Stored items
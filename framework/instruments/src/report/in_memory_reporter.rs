mod operations_table;

use crate::report::in_memory_reporter::operations_table::OperationRow;
use crate::report::ReportCollector;
use crate::OperationRecord;
use parking_lot::Mutex;
use std::collections::HashMap;
use tabled::settings::Style;
use tabled::Table;

/// Keeps every request timing in memory and prints a per-scenario summary of the requests at the
/// end of the run. Errored requests count towards `requests` and `errors` but not the timings.
#[derive(Debug, Default)]
pub struct InMemoryReporter {
    operation_records: Mutex<Vec<OperationRecord>>,
}

impl InMemoryReporter {
    pub fn new() -> Self {
        Self::default()
    }

    pub fn operation_count(&self) -> usize {
        self.operation_records.lock().len()
    }

    pub(crate) fn summarize_operations(&self) -> Vec<OperationRow> {
        let records = self.operation_records.lock();

        let mut order = Vec::new();
        let grouped = records
            .iter()
            .fold(HashMap::new(), |mut acc: HashMap<&str, Vec<&OperationRecord>>, record| {
                acc.entry(record.operation_id.as_str())
                    .or_insert_with(|| {
                        order.push(record.operation_id.as_str());
                        Vec::new()
                    })
                    .push(record);
                acc
            });

        order
            .into_iter()
            .filter_map(|operation_id| {
                let operations = grouped.get(operation_id)?;
                let timings_micro = operations
                    .iter()
                    .filter(|op| !op.is_error)
                    .filter_map(|op| op.duration())
                    .map(|duration| duration.as_micros() as f64)
                    .collect::<Vec<_>>();
                let total_micro = timings_micro.iter().sum::<f64>();
                let (min_micro, max_micro) = if timings_micro.is_empty() {
                    (0.0, 0.0)
                } else {
                    (
                        timings_micro.iter().copied().fold(f64::INFINITY, f64::min),
                        timings_micro.iter().copied().fold(0.0, f64::max),
                    )
                };

                Some(OperationRow {
                    scenario: operation_id.to_string(),
                    requests: operations.len(),
                    errors: operations.iter().filter(|op| op.is_error).count(),
                    avg_time_ms: if timings_micro.is_empty() {
                        0.0
                    } else {
                        total_micro / timings_micro.len() as f64 / 1000.0
                    },
                    min_time_ms: min_micro / 1000.0,
                    max_time_ms: max_micro / 1000.0,
                    total_duration_ms: total_micro / 1000.0,
                })
            })
            .collect()
    }

    fn print_summary_of_operations(&self) {
        let rows = self.summarize_operations();
        if rows.is_empty() {
            return;
        }

        println!("\nSummary of requests");
        let mut table = Table::new(rows);
        table.with(Style::modern());

        println!("{table}");
    }
}

impl ReportCollector for InMemoryReporter {
    fn add_operation(&self, operation_record: &OperationRecord) {
        self.operation_records.lock().push(operation_record.clone());
    }

    fn finalize(&self) {
        self.print_summary_of_operations();
    }
}

#[cfg(test)]
mod tests {
    use super::*;
    use crate::report_operation;

    #[test]
    fn rows_follow_first_seen_order_and_count_errors() {
        let reporter = InMemoryReporter::new();
        let ok: Result<(), ()> = Ok(());
        let failed: Result<(), ()> = Err(());

        for page in 1..=3 {
            report_operation(&reporter, OperationRecord::new("b".to_string(), page), &ok);
        }
        report_operation(&reporter, OperationRecord::new("a".to_string(), 1), &ok);
        report_operation(&reporter, OperationRecord::new("b".to_string(), 4), &failed);

        let rows = reporter.summarize_operations();
        assert_eq!(rows.len(), 2);
        assert_eq!(rows[0].scenario, "b");
        assert_eq!(rows[0].requests, 4);
        assert_eq!(rows[0].errors, 1);
        assert!(rows[0].min_time_ms <= rows[0].max_time_ms);
        assert_eq!(rows[1].scenario, "a");
        assert_eq!(rows[1].errors, 0);
    }

    #[test]
    fn all_errors_gives_zero_average() {
        let reporter = InMemoryReporter::new();
        let failed: Result<(), ()> = Err(());
        report_operation(&reporter, OperationRecord::new("x".to_string(), 0), &failed);

        let rows = reporter.summarize_operations();
        assert_eq!(rows[0].avg_time_ms, 0.0);
        assert_eq!(rows[0].total_duration_ms, 0.0);
    }
}
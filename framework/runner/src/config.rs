use crate::cli::BenchCli;
use anyhow::Context;
use std::path::PathBuf;
use std::time::Duration;
use url::Url;

pub const DEFAULT_BASE_URL: &str = "http://localhost:8080/api/v1/products";

/// Everything a run needs to know about its environment. Built once and passed down explicitly.
#[derive(Debug, Clone)]
pub struct BenchConfig {
    pub products_url: Url,
    pub counts_url: Url,
    pub dataset_size: u64,
    pub dataset_label: String,
    pub results_dir: PathBuf,
    pub run_summary_path: PathBuf,
    pub request_timeout: Duration,
    pub no_progress: bool,
}

impl BenchConfig {
    /// Defaults for a local service, without a progress bar.
    pub fn for_dataset(dataset_size: u64) -> anyhow::Result<Self> {
        let (products_url, counts_url) = endpoint_urls(DEFAULT_BASE_URL)?;

        Ok(Self {
            products_url,
            counts_url,
            dataset_size,
            dataset_label: dataset_label(dataset_size),
            results_dir: PathBuf::from("results"),
            run_summary_path: PathBuf::from("run_summary.jsonl"),
            request_timeout: Duration::from_secs(30),
            no_progress: true,
        })
    }

    pub fn from_cli(cli: &BenchCli) -> anyhow::Result<Self> {
        let (products_url, counts_url) = endpoint_urls(&cli.base_url)?;
        if cli.timeout_secs == 0 {
            anyhow::bail!("The request timeout must be at least one second");
        }

        Ok(Self {
            products_url,
            counts_url,
            dataset_size: cli.dataset_size,
            dataset_label: cli
                .dataset_label
                .clone()
                .unwrap_or_else(|| dataset_label(cli.dataset_size)),
            results_dir: cli.results_dir.clone(),
            run_summary_path: cli.run_summary.clone(),
            request_timeout: Duration::from_secs(cli.timeout_secs),
            no_progress: cli.no_progress,
        })
    }
}

fn endpoint_urls(base_url: &str) -> anyhow::Result<(Url, Url)> {
    let base = base_url.trim_end_matches('/');
    let products_url =
        Url::parse(base).with_context(|| format!("Invalid base URL: {base_url}"))?;
    let counts_url = Url::parse(&format!("{base}/counts"))
        .with_context(|| format!("Invalid base URL: {base_url}"))?;
    Ok((products_url, counts_url))
}

/// Short label for a dataset size: `10000` becomes `10k`, `1500000` becomes `1.5M`.
pub fn dataset_label(dataset_size: u64) -> String {
    fn scaled(value: u64, unit: u64, suffix: &str) -> String {
        if value % unit == 0 {
            format!("{}{suffix}", value / unit)
        } else {
            let mut text = format!("{:.1}", value as f64 / unit as f64);
            if text.ends_with(".0") {
                text.truncate(text.len() - 2);
            }
            format!("{text}{suffix}")
        }
    }

    match dataset_size {
        size if size >= 1_000_000 => scaled(size, 1_000_000, "M"),
        size if size >= 1_000 => scaled(size, 1_000, "k"),
        size => size.to_string(),
    }
}

#[cfg(test)]
mod tests {
    use super::*;
    use clap::Parser;

    #[test]
    fn labels() {
        assert_eq!(dataset_label(10_000), "10k");
        assert_eq!(dataset_label(100_000), "100k");
        assert_eq!(dataset_label(1_000_000), "1M");
        assert_eq!(dataset_label(1_500_000), "1.5M");
        assert_eq!(dataset_label(2_500), "2.5k");
        assert_eq!(dataset_label(999), "999");
    }

    #[test]
    fn counts_url_is_under_products() -> anyhow::Result<()> {
        let cli = BenchCli::try_parse_from([
            "bench",
            "--dataset-size",
            "1000000",
            "--base-url",
            "http://service:9000/api/v1/products/",
        ])?;
        let config = BenchConfig::from_cli(&cli)?;

        assert_eq!(
            config.products_url.as_str(),
            "http://service:9000/api/v1/products"
        );
        assert_eq!(
            config.counts_url.as_str(),
            "http://service:9000/api/v1/products/counts"
        );
        assert_eq!(config.dataset_label, "1M");
        Ok(())
    }

    #[test]
    fn explicit_label_wins() -> anyhow::Result<()> {
        let cli = BenchCli::try_parse_from([
            "bench",
            "--dataset-size",
            "1400000",
            "--dataset-label",
            "1M+",
        ])?;
        assert_eq!(BenchConfig::from_cli(&cli)?.dataset_label, "1M+");
        Ok(())
    }

    #[test]
    fn rejects_bad_url() {
        let cli =
            BenchCli::try_parse_from(["bench", "--dataset-size", "10", "--base-url", "not a url"])
                .unwrap();
        assert!(BenchConfig::from_cli(&cli).is_err());
    }
}
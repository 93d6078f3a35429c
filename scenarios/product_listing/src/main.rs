use paging_bench_runner::prelude::*;

fn main() -> BenchResult<()> {
    let builder = BenchDefinitionBuilder::new_with_init(env!("CARGO_PKG_NAME"))
        .with_catalog(default_catalog());

    let summary = run(builder)?;

    let unfinished = summary.scenarios.len() - summary.count_outcome(ScenarioOutcome::Completed);
    if unfinished > 0 {
        log::warn!(
            "{unfinished} of {} scenarios did not complete, see the log above",
            summary.scenarios.len()
        );
    }

    Ok(())
}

-- What to do --
Above are the entries; copy out every line among them that contains the word "unfinished".

-- Written response --
    let unfinished = summary.scenarios.len() - summary.count_outcome(ScenarioOutcome::Completed);
    if unfinished > 0 {
            "{unfinished} of {} scenarios did not complete, see the log above",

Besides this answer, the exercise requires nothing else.